→ **Work task**
Going down the listing below, print exactly each line from the one with "说明: 补丁主体在单个事务中执行，成功后写入 patch_log" up to and including the one with "pub struct ColumnInfo", and skip the rest.

- - - -

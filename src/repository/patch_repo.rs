// ==========================================
// 定制制造扩展 - 数据补丁仓储
// ==========================================
// 职责: patch_log 记录 + 表结构探查/变更原语
// 说明: 补丁主体在单个事务中执行，成功后写入 patch_log
// ==========================================

use crate::repository::error::{RepositoryError, RepositoryResult};
use rusqlite::{params, Connection, OptionalExtension};
use std::sync::{Arc, Mutex};

/// 表字段信息（PRAGMA table_info）
#[derive(Debug, Clone, PartialEq, Eq)]
pub struct ColumnInfo {
    pub name: String,
    pub decl_type: String,
}

impl ColumnInfo {
    /// 声明类型是否为小数/浮点亲和
    pub fn is_decimal(&self) -> bool {
        let t = self.decl_type.to_lowercase();
        t.contains("decimal") || t.contains("real") || t.contains("float") || t.contains("double")
    }
}

// ==========================================
// PatchRepository - 数据补丁仓储
// ==========================================
pub struct PatchRepository {
    conn: Arc<Mutex<Connection>>,
}

impl PatchRepository {
    /// 从已有连接创建仓储实例
    pub fn from_connection(conn: Arc<Mutex<Connection>>) -> Self {
        Self { conn }
    }

    fn get_conn(&self) -> RepositoryResult<std::sync::MutexGuard<Connection>> {
        self.conn
            .lock()
            .map_err(|e| RepositoryError::LockError(e.to_string()))
    }

    /// 补丁是否已执行
    pub fn is_applied(&self, patch: &str) -> RepositoryResult<bool> {
        let conn = self.get_conn()?;
        Self::is_applied_on(&conn, patch)
    }

    fn is_applied_on(conn: &Connection, patch: &str) -> RepositoryResult<bool> {
        let found = conn
            .query_row(
                "SELECT 1 FROM patch_log WHERE patch = ?1",
                params![patch],
                |_row| Ok(true),
            )
            .optional()?
            .unwrap_or(false);
        Ok(found)
    }

    /// 在事务中执行补丁（已执行过则跳过）
    ///
    /// # 返回
    /// - Ok(Some(T)): 本次执行的结果
    /// - Ok(None): 补丁已执行过
    pub fn apply<T, F>(&self, patch: &str, body: F) -> RepositoryResult<Option<T>>
    where
        F: FnOnce(&Connection) -> RepositoryResult<T>,
    {
        let conn = self.get_conn()?;
        if Self::is_applied_on(&conn, patch)? {
            return Ok(None);
        }

        let tx = conn.unchecked_transaction()?;
        let output = body(&tx)?;
        tx.execute("INSERT INTO patch_log (patch) VALUES (?1)", params![patch])?;
        tx.commit()?;
        Ok(Some(output))
    }

    // ==========================================
    // 表结构原语
    // ==========================================

    /// 查询字段信息（不存在时返回 None）
    pub fn column_info(conn: &Connection, table: &str, column: &str) -> RepositoryResult<Option<ColumnInfo>> {
        let mut stmt = conn.prepare("SELECT name, type FROM pragma_table_info(?1)")?;
        let mut rows = stmt.query(params![table])?;
        while let Some(row) = rows.next()? {
            let name: String = row.get(0)?;
            if name == column {
                return Ok(Some(ColumnInfo {
                    name,
                    decl_type: row.get(1)?,
                }));
            }
        }
        Ok(None)
    }

    /// 字段是否存在
    pub fn column_exists(conn: &Connection, table: &str, column: &str) -> RepositoryResult<bool> {
        Ok(Self::column_info(conn, table, column)?.is_some())
    }

    /// 新增小数字段（NOT NULL DEFAULT 0）
    pub fn add_decimal_column(conn: &Connection, table: &str, column: &str) -> RepositoryResult<()> {
        conn.execute_batch(&format!(
            "ALTER TABLE {} ADD COLUMN {} REAL NOT NULL DEFAULT 0;",
            quote_ident(table),
            quote_ident(column)
        ))?;
        Ok(())
    }

    /// 重命名字段
    pub fn rename_column(conn: &Connection, table: &str, from: &str, to: &str) -> RepositoryResult<()> {
        conn.execute_batch(&format!(
            "ALTER TABLE {} RENAME COLUMN {} TO {};",
            quote_ident(table),
            quote_ident(from),
            quote_ident(to)
        ))?;
        Ok(())
    }

    /// 删除字段
    pub fn drop_column(conn: &Connection, table: &str, column: &str) -> RepositoryResult<()> {
        conn.execute_batch(&format!(
            "ALTER TABLE {} DROP COLUMN {};",
            quote_ident(table),
            quote_ident(column)
        ))?;
        Ok(())
    }

    /// 以 IFNULL(from, 0) 覆盖目标字段
    ///
    /// # 返回
    /// 受影响行数
    pub fn copy_numeric_column(conn: &Connection, table: &str, from: &str, to: &str) -> RepositoryResult<usize> {
        let affected = conn.execute(
            &format!(
                "UPDATE {} SET {} = IFNULL({}, 0)",
                quote_ident(table),
                quote_ident(to),
                quote_ident(from)
            ),
            [],
        )?;
        Ok(affected)
    }

    /// 删除自定义字段元数据
    ///
    /// # 返回
    /// 是否删除了记录
    pub fn delete_custom_field(conn: &Connection, name: &str) -> RepositoryResult<bool> {
        let affected = conn.execute("DELETE FROM custom_field WHERE name = ?1", params![name])?;
        Ok(affected > 0)
    }
}

/// 标识符加双引号（表名/字段名来自代码常量）
fn quote_ident(ident: &str) -> String {
    format!("\"{}\"", ident.replace('"', "\"\""))
}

- - - -

→ **Answer below**
// 说明: 补丁主体在单个事务中执行，成功后写入 patch_log
// ==========================================

use crate::repository::error::{RepositoryError, RepositoryResult};
use rusqlite::{params, Connection, OptionalExtension};
use std::sync::{Arc, Mutex};

/// 表字段信息（PRAGMA table_info）
#[derive(Debug, Clone, PartialEq, Eq)]
pub struct ColumnInfo {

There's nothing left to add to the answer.